• _GIVEN ENTRIES_
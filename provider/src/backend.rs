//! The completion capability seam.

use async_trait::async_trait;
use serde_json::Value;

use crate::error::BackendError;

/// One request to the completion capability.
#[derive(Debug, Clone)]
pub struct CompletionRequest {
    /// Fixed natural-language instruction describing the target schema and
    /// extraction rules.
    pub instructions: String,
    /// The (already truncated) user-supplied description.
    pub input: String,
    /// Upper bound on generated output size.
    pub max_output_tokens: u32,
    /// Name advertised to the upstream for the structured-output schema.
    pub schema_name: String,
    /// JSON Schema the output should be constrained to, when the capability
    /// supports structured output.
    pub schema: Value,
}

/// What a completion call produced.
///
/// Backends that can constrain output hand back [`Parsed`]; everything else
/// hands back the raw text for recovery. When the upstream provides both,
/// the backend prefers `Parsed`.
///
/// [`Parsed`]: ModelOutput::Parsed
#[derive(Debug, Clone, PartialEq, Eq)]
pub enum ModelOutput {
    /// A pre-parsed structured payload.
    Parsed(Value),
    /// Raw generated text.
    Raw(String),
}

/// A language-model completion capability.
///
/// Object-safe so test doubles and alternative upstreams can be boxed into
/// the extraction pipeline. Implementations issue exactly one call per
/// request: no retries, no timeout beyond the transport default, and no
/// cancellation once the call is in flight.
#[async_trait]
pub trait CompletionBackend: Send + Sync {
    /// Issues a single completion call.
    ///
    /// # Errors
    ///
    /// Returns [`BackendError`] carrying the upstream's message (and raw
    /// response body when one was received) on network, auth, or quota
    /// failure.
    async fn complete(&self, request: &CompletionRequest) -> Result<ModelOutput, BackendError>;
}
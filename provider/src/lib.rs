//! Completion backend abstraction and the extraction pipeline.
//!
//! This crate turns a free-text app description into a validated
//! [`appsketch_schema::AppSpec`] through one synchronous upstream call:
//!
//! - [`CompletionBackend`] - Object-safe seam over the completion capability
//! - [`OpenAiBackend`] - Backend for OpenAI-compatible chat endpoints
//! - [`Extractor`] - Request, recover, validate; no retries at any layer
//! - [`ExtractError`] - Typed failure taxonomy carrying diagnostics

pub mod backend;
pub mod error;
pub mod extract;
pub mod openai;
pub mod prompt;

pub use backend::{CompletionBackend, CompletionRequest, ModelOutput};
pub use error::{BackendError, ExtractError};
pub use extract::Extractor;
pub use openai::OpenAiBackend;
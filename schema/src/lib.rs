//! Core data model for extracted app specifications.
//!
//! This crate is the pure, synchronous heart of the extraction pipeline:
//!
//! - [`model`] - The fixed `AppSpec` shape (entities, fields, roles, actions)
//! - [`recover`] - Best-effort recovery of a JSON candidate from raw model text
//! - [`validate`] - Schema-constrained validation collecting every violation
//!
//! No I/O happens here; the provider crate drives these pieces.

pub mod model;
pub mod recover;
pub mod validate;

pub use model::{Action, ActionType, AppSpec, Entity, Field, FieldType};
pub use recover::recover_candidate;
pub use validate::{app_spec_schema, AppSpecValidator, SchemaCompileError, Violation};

• _EXERCISE INSTRUCTIONS_
From the entries above, extract every line where the word "language" appears.

• _SOLUTION FOR THIS TASK_
    /// Fixed natural-language instruction describing the target schema and
/// A language-model completion capability.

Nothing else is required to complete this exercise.